[WORK TASK]: Which lines below fall between the one containing "let weight = rank - lower as f64;" and the one containing "let mut sorted = returns.to_vec();"? Repeat them exactly, counting both of those lines, and add nothing else.

::: DATA

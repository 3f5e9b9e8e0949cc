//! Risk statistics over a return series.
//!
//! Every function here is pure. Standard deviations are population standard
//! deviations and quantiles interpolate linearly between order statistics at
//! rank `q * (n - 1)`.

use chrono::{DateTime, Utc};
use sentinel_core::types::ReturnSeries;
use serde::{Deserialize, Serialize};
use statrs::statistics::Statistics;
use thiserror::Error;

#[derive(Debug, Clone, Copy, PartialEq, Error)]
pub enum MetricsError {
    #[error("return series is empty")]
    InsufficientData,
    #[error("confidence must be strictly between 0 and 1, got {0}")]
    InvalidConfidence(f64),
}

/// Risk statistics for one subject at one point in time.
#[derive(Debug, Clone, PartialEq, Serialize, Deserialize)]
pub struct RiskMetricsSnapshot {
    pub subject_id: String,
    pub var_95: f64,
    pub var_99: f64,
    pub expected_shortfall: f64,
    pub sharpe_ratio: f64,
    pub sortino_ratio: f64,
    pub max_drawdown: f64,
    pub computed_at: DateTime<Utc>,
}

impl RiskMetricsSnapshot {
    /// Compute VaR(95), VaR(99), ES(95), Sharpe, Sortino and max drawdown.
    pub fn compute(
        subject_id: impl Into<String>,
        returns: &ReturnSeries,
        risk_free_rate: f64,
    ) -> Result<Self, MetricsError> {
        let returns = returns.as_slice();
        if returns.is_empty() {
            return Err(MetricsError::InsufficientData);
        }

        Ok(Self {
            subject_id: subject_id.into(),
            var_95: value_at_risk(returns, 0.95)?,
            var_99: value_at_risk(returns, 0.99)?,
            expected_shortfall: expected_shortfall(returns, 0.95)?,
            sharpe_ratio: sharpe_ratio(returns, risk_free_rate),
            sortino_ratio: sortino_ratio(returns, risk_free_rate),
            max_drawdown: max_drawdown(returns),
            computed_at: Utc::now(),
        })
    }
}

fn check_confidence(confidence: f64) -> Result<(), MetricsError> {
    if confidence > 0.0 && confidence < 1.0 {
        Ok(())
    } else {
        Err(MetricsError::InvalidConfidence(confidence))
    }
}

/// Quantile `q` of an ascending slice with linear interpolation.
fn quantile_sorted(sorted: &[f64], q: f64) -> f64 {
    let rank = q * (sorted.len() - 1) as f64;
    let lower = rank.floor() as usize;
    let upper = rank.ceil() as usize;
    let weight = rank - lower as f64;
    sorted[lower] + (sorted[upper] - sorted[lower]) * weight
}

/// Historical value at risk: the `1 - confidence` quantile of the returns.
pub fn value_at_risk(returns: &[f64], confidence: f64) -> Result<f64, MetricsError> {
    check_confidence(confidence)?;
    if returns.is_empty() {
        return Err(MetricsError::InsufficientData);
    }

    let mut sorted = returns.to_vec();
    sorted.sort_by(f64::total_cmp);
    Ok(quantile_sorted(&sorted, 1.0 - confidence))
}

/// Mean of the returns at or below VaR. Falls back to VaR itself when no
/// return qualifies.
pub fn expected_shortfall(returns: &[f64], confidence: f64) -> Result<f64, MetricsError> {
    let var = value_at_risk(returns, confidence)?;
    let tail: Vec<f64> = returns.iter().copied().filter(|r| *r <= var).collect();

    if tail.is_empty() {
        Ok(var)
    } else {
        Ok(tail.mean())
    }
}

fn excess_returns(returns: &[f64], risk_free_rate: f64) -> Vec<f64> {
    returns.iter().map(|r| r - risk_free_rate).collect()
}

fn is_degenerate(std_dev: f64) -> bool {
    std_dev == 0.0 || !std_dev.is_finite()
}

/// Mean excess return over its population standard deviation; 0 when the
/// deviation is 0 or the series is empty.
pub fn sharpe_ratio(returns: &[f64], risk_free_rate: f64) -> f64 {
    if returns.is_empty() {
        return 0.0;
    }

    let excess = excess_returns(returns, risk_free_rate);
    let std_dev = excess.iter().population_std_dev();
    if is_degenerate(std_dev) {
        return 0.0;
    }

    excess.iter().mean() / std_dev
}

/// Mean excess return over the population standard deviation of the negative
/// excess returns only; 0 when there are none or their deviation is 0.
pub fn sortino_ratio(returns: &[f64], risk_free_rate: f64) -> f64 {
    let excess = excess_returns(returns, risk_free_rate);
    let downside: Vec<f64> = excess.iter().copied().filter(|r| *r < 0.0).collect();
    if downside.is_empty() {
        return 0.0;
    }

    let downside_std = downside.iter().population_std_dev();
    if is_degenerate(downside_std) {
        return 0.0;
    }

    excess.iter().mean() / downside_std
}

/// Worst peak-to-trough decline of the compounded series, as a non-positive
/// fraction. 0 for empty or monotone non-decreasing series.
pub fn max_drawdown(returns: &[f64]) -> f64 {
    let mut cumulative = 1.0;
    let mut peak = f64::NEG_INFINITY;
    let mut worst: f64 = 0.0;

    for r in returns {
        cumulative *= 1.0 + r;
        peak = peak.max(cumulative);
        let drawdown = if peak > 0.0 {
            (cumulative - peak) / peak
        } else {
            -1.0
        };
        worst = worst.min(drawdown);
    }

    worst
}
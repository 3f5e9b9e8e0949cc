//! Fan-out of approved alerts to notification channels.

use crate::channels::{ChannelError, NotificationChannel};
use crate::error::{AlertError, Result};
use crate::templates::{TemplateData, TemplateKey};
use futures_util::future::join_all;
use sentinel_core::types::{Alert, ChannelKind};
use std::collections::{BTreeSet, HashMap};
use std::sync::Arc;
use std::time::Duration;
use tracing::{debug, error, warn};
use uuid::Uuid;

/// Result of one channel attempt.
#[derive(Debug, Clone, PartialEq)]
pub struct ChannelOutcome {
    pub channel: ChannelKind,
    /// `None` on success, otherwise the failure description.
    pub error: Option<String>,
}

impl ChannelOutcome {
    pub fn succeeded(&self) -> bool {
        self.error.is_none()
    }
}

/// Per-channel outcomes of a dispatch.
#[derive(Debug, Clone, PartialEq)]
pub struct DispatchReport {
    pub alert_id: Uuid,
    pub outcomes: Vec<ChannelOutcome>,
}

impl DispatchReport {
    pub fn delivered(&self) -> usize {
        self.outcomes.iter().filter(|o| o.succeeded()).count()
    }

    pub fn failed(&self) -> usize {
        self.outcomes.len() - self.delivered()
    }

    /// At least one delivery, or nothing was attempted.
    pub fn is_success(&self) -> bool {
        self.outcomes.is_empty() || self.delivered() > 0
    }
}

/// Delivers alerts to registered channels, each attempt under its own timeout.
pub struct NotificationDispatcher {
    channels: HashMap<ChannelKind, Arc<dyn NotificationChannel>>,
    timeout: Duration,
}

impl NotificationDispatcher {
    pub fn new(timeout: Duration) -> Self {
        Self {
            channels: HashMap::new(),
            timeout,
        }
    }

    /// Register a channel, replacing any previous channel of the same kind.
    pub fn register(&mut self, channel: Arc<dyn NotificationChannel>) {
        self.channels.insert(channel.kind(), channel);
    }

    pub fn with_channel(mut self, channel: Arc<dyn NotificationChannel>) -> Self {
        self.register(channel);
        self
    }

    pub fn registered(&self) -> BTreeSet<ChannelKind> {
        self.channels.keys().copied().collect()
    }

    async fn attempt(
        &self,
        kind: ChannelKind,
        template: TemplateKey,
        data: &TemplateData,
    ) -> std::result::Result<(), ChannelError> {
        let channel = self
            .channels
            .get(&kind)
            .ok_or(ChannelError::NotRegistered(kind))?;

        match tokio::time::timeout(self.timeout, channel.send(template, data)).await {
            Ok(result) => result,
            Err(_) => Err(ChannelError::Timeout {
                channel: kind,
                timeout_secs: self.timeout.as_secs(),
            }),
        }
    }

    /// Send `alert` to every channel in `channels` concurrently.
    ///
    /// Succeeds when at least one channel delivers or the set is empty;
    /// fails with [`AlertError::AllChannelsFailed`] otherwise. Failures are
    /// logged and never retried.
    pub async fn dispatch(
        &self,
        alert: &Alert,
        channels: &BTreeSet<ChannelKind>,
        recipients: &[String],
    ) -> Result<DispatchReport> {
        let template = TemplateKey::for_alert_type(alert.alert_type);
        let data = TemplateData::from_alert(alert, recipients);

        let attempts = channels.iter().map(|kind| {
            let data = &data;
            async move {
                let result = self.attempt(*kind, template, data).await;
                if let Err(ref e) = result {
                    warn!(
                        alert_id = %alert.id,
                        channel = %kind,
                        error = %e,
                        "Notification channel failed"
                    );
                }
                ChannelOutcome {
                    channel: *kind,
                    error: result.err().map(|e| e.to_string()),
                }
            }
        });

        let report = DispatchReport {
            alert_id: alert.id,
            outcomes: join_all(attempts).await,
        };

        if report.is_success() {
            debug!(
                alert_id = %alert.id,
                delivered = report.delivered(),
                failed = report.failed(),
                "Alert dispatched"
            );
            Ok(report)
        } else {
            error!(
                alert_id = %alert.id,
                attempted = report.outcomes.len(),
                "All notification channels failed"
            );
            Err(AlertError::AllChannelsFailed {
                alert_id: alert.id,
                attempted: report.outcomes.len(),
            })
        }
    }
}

::::::

[RESPONSE AREA]:
    let weight = rank - lower as f64;
    sorted[lower] + (sorted[upper] - sorted[lower]) * weight
}

/// Historical value at risk: the `1 - confidence` quantile of the returns.
pub fn value_at_risk(returns: &[f64], confidence: f64) -> Result<f64, MetricsError> {
    check_confidence(confidence)?;
    if returns.is_empty() {
        return Err(MetricsError::InsufficientData);
    }

    let mut sorted = returns.to_vec();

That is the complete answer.